Everton’s proposed takeover by 777 Partners underlines the depth of their desperation

The Athletic
 
Everton’s proposed takeover by 777 Partners underlines the depth of their desperation

Slowly but surely, the depth of Everton’s desperation becomes clear. Not just mired in the relegation zone once more. Not just facing the threat of Premier League sanctions. Not just struggling to pay the bills every month. But already deeply indebted to the investor Farhad Moshiri has anointed as the club’s next saviour.

On Friday morning, Moshiri announced he had agreed a deal to sell his 94.1 per cent stake in Everton to 777 Partners, a Miami-based investment firm that has been embroiled in various controversies in its eight-year history.

That deal still requires regulatory approval but, on Monday evening, The Athletic revealed that 777 has already lent a “sizeable” sum, understood to be tens of millions of pounds, just to help the club stay afloat by covering an immediate cashflow deficit and the latest construction bill for their new stadium at Bramley-Moore Dock.
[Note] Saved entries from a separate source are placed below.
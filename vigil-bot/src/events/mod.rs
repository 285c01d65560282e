pub mod member_join;
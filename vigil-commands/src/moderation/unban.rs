use poise::serenity_prelude as serenity;

use crate::CommandMeta;
use crate::gateway::SerenityGateway;
use crate::moderation::embeds::unbanned_embed;
use crate::moderation::report_moderation_error;
use crate::replies::{guild_only_message, require_permission, send_ephemeral_error};
use vigil_core::ids::user_id as to_user_id;
use vigil_core::moderation::Moderator;
use vigil_core::{Context, Error};
use vigil_database::model::Snowflake;

pub const META: CommandMeta = CommandMeta {
    name: "unban",
    desc: "Lift a ban by user ID.",
    category: "moderation",
    usage: "/unban <user_id>",
};

#[poise::command(
    slash_command,
    category = "Moderation",
    default_member_permissions = "BAN_MEMBERS"
)]
pub async fn unban(
    ctx: Context<'_>,
    #[description = "The ID of the user to unban"] user_id: String,
) -> Result<(), Error> {
    let Some(guild_id) = ctx.guild_id() else {
        ctx.say(guild_only_message()).await?;
        return Ok(());
    };

    if !require_permission(ctx, guild_id, serenity::Permissions::BAN_MEMBERS).await? {
        return Ok(());
    }

    let Some(target_id) = Snowflake::parse_reference(&user_id).map(to_user_id) else {
        send_ephemeral_error(ctx, "Please provide a valid user ID.").await?;
        return Ok(());
    };

    let gateway = SerenityGateway::from_context(ctx);
    let moderator = Moderator::new(ctx.data().store.as_ref(), &gateway);

    if let Err(source) = moderator.unban(guild_id, target_id).await {
        return report_moderation_error(ctx, "unban", source).await;
    }

    let name = match target_id.to_user(ctx.http()).await {
        Ok(user) => user.name,
        Err(_) => format!("User {}", target_id.get()),
    };
    ctx.send(poise::CreateReply::default().embed(unbanned_embed(&name, target_id)))
        .await?;
    Ok(())
}
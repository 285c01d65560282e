use chrono::{DateTime, Utc};

/// Discord timestamp markup styles.
#[derive(Clone, Copy, Debug, PartialEq, Eq)]
pub enum TimestampStyle {
    /// `2 hours ago`
    Relative,
    /// `20 April 2021 16:20`
    LongDateTime,
    /// `20/04/2021`
    ShortDate,
}

impl TimestampStyle {
    fn flag(self) -> char {
        match self {
            Self::Relative => 'R',
            Self::LongDateTime => 'f',
            Self::ShortDate => 'd',
        }
    }
}

/// Render a timestamp that each client shows in its own locale.
pub fn discord_timestamp(at: DateTime<Utc>, style: TimestampStyle) -> String {
    format!("<t:{}:{}>", at.timestamp(), style.flag())
}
It is desperate, desperate stuff — a world away from the optimism that briefly swept Goodison Park when Moshiri rode into town in 2016, lauded by chairman and previous owner Bill Kenwright as “the perfect partner to take the club forward” and by Roberto Martinez, their manager at the time, as “a gentleman with incredible values” who “knows what it takes” to build a team into Champions League contention and “take the club to the next level”. Hmmm. The next level down, perhaps.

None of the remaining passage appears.